### Dataset records
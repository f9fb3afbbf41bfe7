//! Read-deadline bookkeeping shared by the backends.
//!
//! A port stores one [`ReadDeadline`]; each read starts a [`ReadTimer`] from
//! it and asks the timer how long it may still block.

use super::config::MAX_TIMEOUT;
use super::error::PortError;
use parking_lot::Mutex;
use std::time::{Duration, Instant};

/// Longest single blocking wait inside a read or write.
///
/// Blocked calls re-check for `close()` at least this often, which bounds
/// how long a read or write in another thread can outlive a close.
pub const POLL_INTERVAL: Duration = Duration::from_millis(50);

/// Per-port read deadline setting. `None` blocks forever.
#[derive(Debug, Default)]
pub(crate) struct ReadDeadline {
    limit: Mutex<Option<Duration>>,
}

impl ReadDeadline {
    pub(crate) fn from_timeout(timeout: Duration) -> Self {
        Self {
            limit: Mutex::new(limit_for(timeout)),
        }
    }

    /// Store a new limit and return what was stored.
    pub(crate) fn set(&self, timeout: Duration) -> Option<Duration> {
        let limit = limit_for(timeout);
        *self.limit.lock() = limit;
        limit
    }

    pub(crate) fn get(&self) -> Option<Duration> {
        *self.limit.lock()
    }

    /// Begin timing one read.
    pub(crate) fn start(&self) -> ReadTimer {
        ReadTimer {
            limit: self.get(),
            started: Instant::now(),
        }
    }
}

fn limit_for(timeout: Duration) -> Option<Duration> {
    if timeout.is_zero() || timeout == MAX_TIMEOUT {
        None
    } else {
        Some(timeout)
    }
}

/// How long a read may still block.
#[derive(Debug, Clone, Copy, PartialEq, Eq)]
pub(crate) enum Wait {
    Forever,
    For(Duration),
    Expired,
}

/// Tracks the deadline of a single read call.
#[derive(Debug, Clone, Copy)]
pub(crate) struct ReadTimer {
    limit: Option<Duration>,
    started: Instant,
}

impl ReadTimer {
    pub(crate) fn wait(&self) -> Wait {
        match self.limit {
            None => Wait::Forever,
            Some(limit) => {
                let elapsed = self.started.elapsed();
                if elapsed >= limit {
                    Wait::Expired
                } else {
                    Wait::For(limit - elapsed)
                }
            }
        }
    }

    /// Next blocking slice, capped at `max`. `None` once the deadline passed.
    pub(crate) fn slice(&self, max: Duration) -> Option<Duration> {
        match self.wait() {
            Wait::Forever => Some(max),
            Wait::For(remaining) => Some(remaining.min(max)),
            Wait::Expired => None,
        }
    }

    pub(crate) fn expired(&self) -> PortError {
        PortError::DeadlineExceeded(self.limit.unwrap_or(MAX_TIMEOUT))
    }
}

### Task goal
Pull every line holding "super" out of the records.

### Answer section
use super::config::MAX_TIMEOUT;
use super::error::PortError;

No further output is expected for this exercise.